Contribution – Un ministère de la Défense ou seulement de l’ANP ?

ANP défense
Quel rôle pour l'ANP ? New Press

Par Bachir Medjahed – Un Front national intérieur (FNI) n’est pas un parti politique, mais une composante de la défense nationale qui avait fait l’actualité avant qu’il ne rejoigne le monde des amnésies. On en avait parlé durant la décennie 1980 et un décret avait même été signé. Le projet est revenu du monde des oublis durant la décennie 2010 et il est prêt à y retourner.

Le front intérieur a-t-il toujours sa place quand on sait que les guerres nouvelles sont plutôt des agressions durables et terriblement dévastatrices et déstabilisatrices ? Peut-être faudrait-il d’abord définir le concept de défense et en identifier toutes les composantes. Pour le moment, seul le chef d’état-major de l’ANP, à travers ses innombrables visites d’inspection, s’adresse aux unités de l’armée et aux populations en même temps à travers la presse et la revue El-Djeïch.

A partir de Tindouf et d’ailleurs, le chef d’état-major ne s’est pas trop étendu sur le contenu du concept de défense bien qu’il ait eu le mérite de n’en avoir pas fait l’économie. Lorsqu’un discours du représentant militaire le plus haut de l’armée est diffusé in extenso dans la presse et que cela se répète souvent, cela nous permet, à nous autres profanes, de mieux comprendre les missions de l’armée et ce qu’elle devrait faire pour les accomplir.

Si les changements opérés dans le corps de sécurité de l’armée ont représenté pour nous pratiquement des cours «grandeur nature» et banalisé des noms jusque-là inconnus, il nous reste maintenant à saisir les concepts utilisés. Qu’est-ce que la sécurité ? Qu’est-ce que la défense ? Qu’est-ce qu’un contrat de défense ? Qu’est ce qu’une coopération militaire ? Quelles sont les limites de la souveraineté nationale ? Qu’est-ce qu’un partenariat stratégique ? Quelle est l’implication de l’armée dans la sécurité intérieure ? S’agit-il de sécurité intérieure et de sécurité publique ? Autant de questions dont les réponses sont attendues pour mieux nous éclairer sur ceux qui nous protègent.

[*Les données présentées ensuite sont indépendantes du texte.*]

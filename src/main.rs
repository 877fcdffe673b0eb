#![cfg_attr(target_os = "windows", windows_subsystem = "windows")]

mod app;
mod domain;
mod infra;
mod ui;
mod util;

use dioxus::prelude::*;

use tracing_subscriber::{layer::SubscriberExt, util::SubscriberInitExt, EnvFilter};

#[cfg(feature = "desktop")]
use dioxus_desktop::{tao::window::WindowBuilder, Config as DesktopConfig};

use crate::util::version::APP_NAME;

fn init_tracing() {
    let filter =
        EnvFilter::try_from_default_env().unwrap_or_else(|_| EnvFilter::new("card_advise=info"));
    // dioxus may already have installed a subscriber in dev builds.
    let _ = tracing_subscriber::registry()
        .with(filter)
        .with(tracing_subscriber::fmt::layer())
        .try_init();
}

fn main() {
    init_tracing();

    // Wayland explicit-sync crashes on some drivers; fall back to GL unless the caller opts in.
    if std::env::var("WAYLAND_DISPLAY").is_ok() && std::env::var("WGPU_BACKEND").is_err() {
        std::env::set_var("WGPU_BACKEND", "gl");
    }

    // WebKit's DMABUF renderer opts into explicit sync; disable it unless the user overrides.
    if std::env::var("WAYLAND_DISPLAY").is_ok()
        && std::env::var("WEBKIT_DISABLE_DMABUF_RENDERER").is_err()
    {
        std::env::set_var("WEBKIT_DISABLE_DMABUF_RENDERER", "1");
    }

    let builder = LaunchBuilder::new();

    #[cfg(feature = "desktop")]
    let builder = {
        let config = desktop! {
            DesktopConfig::new().with_window(
                WindowBuilder::new()
                    .with_title(APP_NAME)
            )
        };
        builder.with_cfg(config)
    };

    #[cfg(not(feature = "desktop"))]
    let builder = builder;

    tracing::info!(version = %util::version::version_label(), "starting {APP_NAME}");
    builder.launch(app::App);
}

Le chef d’état-major rappelle sans cesse que l’armée est déterminée à éradiquer le terrorisme. Il n’y a pas de doute et, d’ailleurs, il ne peut y en avoir car la mission même de l’armée est de protéger les populations et les frontières. Sinon, à quoi servirait-elle ? Le chef d’état-major n’a eu de cesse de le répéter. C’est sa mission, lui également, de mener les troupes vers l’accomplissement de leurs missions constitutionnelles.

Mais s’il existe un chef d’état-major, celui-ci l’est-il exclusivement pour l’armée ? Or, il n’existe pas un ministère de l’Armée, c’est-à-dire de l’ANP. Par contre, Il existe un ministère de la Défense nationale. Et il n’y a pas exclusivement que l’armée à s’impliquer dans la défense dans le cas où le pays était agressé.

Outre la Sûreté et la Gendarmerie nationales qui sont impliquées dans la défense nationale, il y a bien de nouveaux corps armés désignés par des concepts nouveaux adaptés à une situation adaptée. C’est la Garde communale, ce sont les GLD, les Patriotes qui se composent bien d’hommes armés par l’Etat, et sûrement que l’armée a donné son accord.

Devrait-il y avoir seulement pour l’armée un chef d’état-major ? Sans doute que les autres corps doivent avoir le leur et que les interventions de tous doivent être coordonnées et non pas éparpillées.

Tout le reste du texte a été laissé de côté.